Discurso durante a 161ª Sessão de Debates Temáticos, no Senado Federal

Sessão de debate temático destinada à discussão das Propostas de Emenda à Constituição nº 6, de 2019, e nº 133, de 2019, cujo objeto é a reforma da previdência.

Autor
RICARDO BERZOINI
Casa
Senado Federal
Tipo
Discurso
Resumo por assunto
PREVIDENCIA SOCIAL:
  • Sessão de debate temático destinada à discussão das Propostas de Emenda à Constituição nº 6, de 2019, e nº 133, de 2019, cujo objeto é a reforma da previdência.
Publicação
Publicação no DSF de 11/09/2019 - Página 26
Assunto
Outros > PREVIDENCIA SOCIAL
Indexação
  • SESSÃO DE DEBATES TEMATICOS, DESTINAÇÃO, DISCUSSÃO, ASSUNTO, PROPOSTA DE EMENDA A CONSTITUIÇÃO (PEC), OBJETIVO, REFORMA, PREVIDENCIA SOCIAL.

    O SR. RICARDO BERZOINI (Para exposição de convidado.) – Boa tarde a todas e a todos.

    Quero cumprimentar o Senador Randolfe, que preside a Mesa neste momento, e cumprimentar os demais expositores que apresentaram os seus pontos de vista.

    Quero dizer que o tema da previdência despertou o meu interesse ainda quando muito jovem, nos anos 80, quando comecei a estudar a matéria. Participei das atividades da Constituinte como militante político e sindical. Estive também atuando quando da tramitação da Emenda 20, defendendo os interesses dos trabalhadores, mas dialogando do ponto de vista de uma interação, de uma negociação com o Governo Federal – Governo Fernando Henrique Cardoso na época. Em 2003, estive aqui neste Plenário, como Ministro da Previdência, defendendo a PEC 40, que se transformou na Emenda 41, de 2003, a partir da lógica de que era uma reforma respeitosa e adequada, que não desprotegia e que buscava, na verdade, dar uma sustentabilidade de médio e longo prazo para a previdência dos servidores federais, estaduais e municipais. Também fui Relator do projeto de lei que instituiu o Funpresp, dando consequência à Emenda 41, permitindo que houvesse um teto do Regime Geral para os servidores públicos federais e que pudessem estes, para complementar a sua aposentadoria, ter acesso a um fundo de previdência complementar democraticamente gerido e sem fins lucrativos.

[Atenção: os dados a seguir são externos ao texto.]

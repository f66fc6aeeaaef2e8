//! Push-based line splitting

/// LF byte; lines end here and nowhere else
const LF: u8 = b'\n';

/// Splits byte chunks into lines
///
/// Chunks may break anywhere, including inside a multi-byte character;
/// bytes are buffered until their line is complete. A trailing line
/// without LF is returned by [`LineSplitter::finish`].
#[derive(Debug, Default)]
pub struct LineSplitter {
    pending: Vec<u8>,
}

impl LineSplitter {
    /// Create an empty splitter
    pub fn new() -> Self {
        Self::default()
    }

    /// Add a chunk, returning every line it completes
    pub fn push(&mut self, chunk: &[u8]) -> Vec<String> {
        self.pending.extend_from_slice(chunk);
        let mut lines = Vec::new();
        let mut start = 0;
        while let Some(offset) = self.pending[start..].iter().position(|&b| b == LF) {
            let end = start + offset;
            lines.push(String::from_utf8_lossy(&self.pending[start..end]).into_owned());
            start = end + 1;
        }
        self.pending.drain(..start);
        lines
    }

    /// Flush the unterminated trailing line, if any
    pub fn finish(self) -> Option<String> {
        (!self.pending.is_empty()).then(|| String::from_utf8_lossy(&self.pending).into_owned())
    }
}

    Digo isso para que a gente possa ter uma ideia do significado da previdência social não apenas para mim, mas para um conjunto de brasileiros que contou com a consolidação do conceito de seguridade social na Constituição de 1988. Foi uma grande conquista da Constituinte. Tivemos, pela primeira vez, o instituto da seguridade reconhecido como um conceito constitucional, agrupando a saúde, através do Sistema Único de Saúde; a previdência social, através do sistema de previdência dos trabalhadores, em geral, e dos servidores públicos, em particular; e o sistema de assistência social, que, depois, recebeu leis que organizaram as políticas de assistência social. E, para financiar, tiveram o desenho de um sistema também flexível, que contava com contribuições dos trabalhadores, dos empregadores e contribuições de toda a sociedade, através da Cofins, da Contribuição Social sobre o Lucro Líquido e de outras que viessem a ser constituídas.

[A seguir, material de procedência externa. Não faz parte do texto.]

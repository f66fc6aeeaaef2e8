//! Project settings
//!
//! Settings come from `.json2dart` in the working directory, a JSON
//! object with camelCase keys. Every key is optional; a missing file
//! means defaults.

use crate::error::{Error, Result};
use crate::merge::merge_config;
use crate::types::{BuildOptions, DisambiguationMap, JsonObject, JsonValue};
use indexmap::IndexMap;
use serde::{Deserialize, Serialize};
use std::path::{Path, PathBuf};
use tracing::debug;

/// Settings file looked up in the working directory
pub const SETTINGS_FILE: &str = ".json2dart";

/// Directory used for output when it exists and nothing else is set
pub const DEFAULT_MODEL_DIR: &str = "lib/models";

// ============================================================================
// Settings
// ============================================================================

/// Options shared by every run in a project
#[derive(Debug, Clone, PartialEq, Serialize, Deserialize)]
#[serde(rename_all = "camelCase")]
pub struct Settings {
    /// Extraction rules: dotted path to extract → conditions on the input
    #[serde(default, skip_serializing_if = "IndexMap::is_empty")]
    pub picker: IndexMap<String, JsonObject>,

    /// Array field names not concatenated into item class names
    #[serde(default, skip_serializing_if = "Vec::is_empty")]
    pub array: Vec<String>,

    /// Candidate pool for method-local variable names
    #[serde(default, skip_serializing_if = "Option::is_none")]
    pub variables: Option<Vec<String>>,

    /// Output directory
    #[serde(default, skip_serializing_if = "Option::is_none")]
    pub dir: Option<PathBuf>,

    /// Formatter command; empty disables formatting
    #[serde(default = "default_formatter")]
    pub formatter: String,

    /// Longest class literal kept in comments
    #[serde(default)]
    pub max_comment: usize,

    /// Fetch options (an object, or the name of a JSON file)
    #[serde(default, skip_serializing_if = "Option::is_none")]
    pub from_option: Option<JsonValue>,

    /// Suffix for array item class names
    #[serde(default = "default_item_suffix")]
    pub array_item_suffix: String,

    /// Concatenate parent names into default class names
    #[serde(default = "default_true")]
    pub concat: bool,

    /// Global strict mode
    #[serde(default, skip_serializing_if = "Option::is_none")]
    pub strict: Option<bool>,

    /// Prefix for every class name except the top one
    #[serde(default, skip_serializing_if = "Option::is_none")]
    pub prefix: Option<String>,

    /// Append the item suffix to array item names
    #[serde(default, skip_serializing_if = "Option::is_none")]
    pub suffix: Option<bool>,

    /// Initial disambiguation map
    #[serde(default, skip_serializing_if = "Option::is_none")]
    pub map: Option<DisambiguationMap>,
}

fn default_formatter() -> String {
    "dartfmt".to_string()
}

fn default_item_suffix() -> String {
    "Item".to_string()
}

fn default_true() -> bool {
    true
}

impl Default for Settings {
    fn default() -> Self {
        Self {
            picker: IndexMap::new(),
            array: Vec::new(),
            variables: None,
            dir: None,
            formatter: default_formatter(),
            max_comment: 0,
            from_option: None,
            array_item_suffix: default_item_suffix(),
            concat: true,
            strict: None,
            prefix: None,
            suffix: None,
            map: None,
        }
    }
}

impl Settings {
    /// Load `.json2dart` from `dir`, defaults when absent
    pub fn load(dir: &Path) -> Result<Self> {
        let path = dir.join(SETTINGS_FILE);
        match Self::from_file(&path) {
            Err(e) if e.is_not_found() => {
                debug!(path = %path.display(), "no settings file, using defaults");
                Ok(Self::default())
            }
            other => other,
        }
    }

    /// Load settings from a JSON file
    pub fn from_file(path: &Path) -> Result<Self> {
        let text = std::fs::read_to_string(path).map_err(|e| {
            if e.kind() == std::io::ErrorKind::NotFound {
                Error::FileNotFound {
                    path: path.display().to_string(),
                }
            } else {
                Error::Io(e)
            }
        })?;
        Self::from_json(&text).map_err(|e| Error::config(format!("{}: {e}", path.display())))
    }

    /// Parse settings from JSON text
    pub fn from_json(text: &str) -> Result<Self> {
        serde_json::from_str(text).map_err(|e| Error::config(e.to_string()))
    }

    /// Config-merge `overlay` on top of these settings
    pub fn overlay(&self, overlay: &JsonValue) -> Result<Self> {
        let merged = merge_config(&serde_json::to_value(self)?, overlay);
        serde_json::from_value(merged).map_err(|e| Error::config(e.to_string()))
    }

    /// Options for the class tree builder
    pub fn build_options(&self) -> BuildOptions {
        BuildOptions {
            concat: self.concat,
            prefix: self.prefix.clone().filter(|p| !p.is_empty()),
            suffix: self.suffix.unwrap_or(true),
            array_item_suffix: Some(self.array_item_suffix.clone()).filter(|s| !s.is_empty()),
            array: self.array.clone(),
            variables: self.variables.clone(),
            max_comment: self.max_comment,
            strict: self.strict,
        }
    }

    /// Output directory: `dir` when set, else `lib/models` under `root`
    /// when it exists, else `root`
    pub fn output_dir(&self, root: &Path) -> PathBuf {
        if let Some(dir) = &self.dir {
            return root.join(dir);
        }
        let models = root.join(DEFAULT_MODEL_DIR);
        if models.is_dir() {
            models
        } else {
            root.to_path_buf()
        }
    }

    /// Apply the first matching picker rule to `data`
    ///
    /// A rule matches when every condition holds: `true` requires the path
    /// to exist, `false` requires it to be absent, any other value must be
    /// equal. The rule's key is then the path of the extracted value.
    pub fn pick(&self, data: JsonValue) -> JsonValue {
        for (extract, conditions) in &self.picker {
            if !conditions.iter().all(|(path, expected)| holds(&data, path, expected)) {
                continue;
            }
            if let Some(picked) = lookup(&data, extract) {
                debug!(path = %extract, "picked input data");
                return picked.clone();
            }
        }
        data
    }
}

fn holds(data: &JsonValue, path: &str, expected: &JsonValue) -> bool {
    let found = lookup(data, path);
    match expected {
        JsonValue::Bool(true) => found.is_some(),
        JsonValue::Bool(false) => found.is_none(),
        other => found == Some(other),
    }
}

/// Value at a dotted path; numeric segments index arrays
pub fn lookup<'v>(value: &'v JsonValue, path: &str) -> Option<&'v JsonValue> {
    path.split('.').try_fold(value, |current, segment| match current {
        JsonValue::Object(obj) => obj.get(segment),
        JsonValue::Array(items) => segment.parse::<usize>().ok().and_then(|i| items.get(i)),
        _ => None,
    })
}

/// Resolve an option that is either inline JSON or a JSON file name
///
/// Objects are used as is; a string starting with `{` is parsed as JSON,
/// any other string names a file (relative to `base`), and a missing
/// file means `{}`.
pub fn json_or_file(value: Option<&JsonValue>, base: &Path) -> Result<JsonValue> {
    let empty = || JsonValue::Object(JsonObject::new());
    match value {
        None | Some(JsonValue::Null) => Ok(empty()),
        Some(JsonValue::String(s)) if s.trim_start().starts_with('{') => Ok(serde_json::from_str(s)?),
        Some(JsonValue::String(file)) => {
            let path = base.join(file);
            match std::fs::read_to_string(&path) {
                Ok(text) => serde_json::from_str(&text)
                    .map_err(|e| Error::config(format!("{}: {e}", path.display()))),
                Err(e) if e.kind() == std::io::ErrorKind::NotFound => Ok(empty()),
                Err(e) => Err(e.into()),
            }
        }
        Some(other) => Ok(other.clone()),
    }
}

    O Constituinte teve a sabedoria de reconhecer que mudanças socioeconômicas, tecnológicas, demográficas poderiam atingir o nosso sistema de seguridade – não falo só da previdência – e, portanto, impactar o seu financiamento, a sua estratégia de financiamento. Mas previu como um direito social, um sistema de proteção, e não como um fundo de pensão ou como qualquer tipo de plano privado de saúde, assistência ou previdência.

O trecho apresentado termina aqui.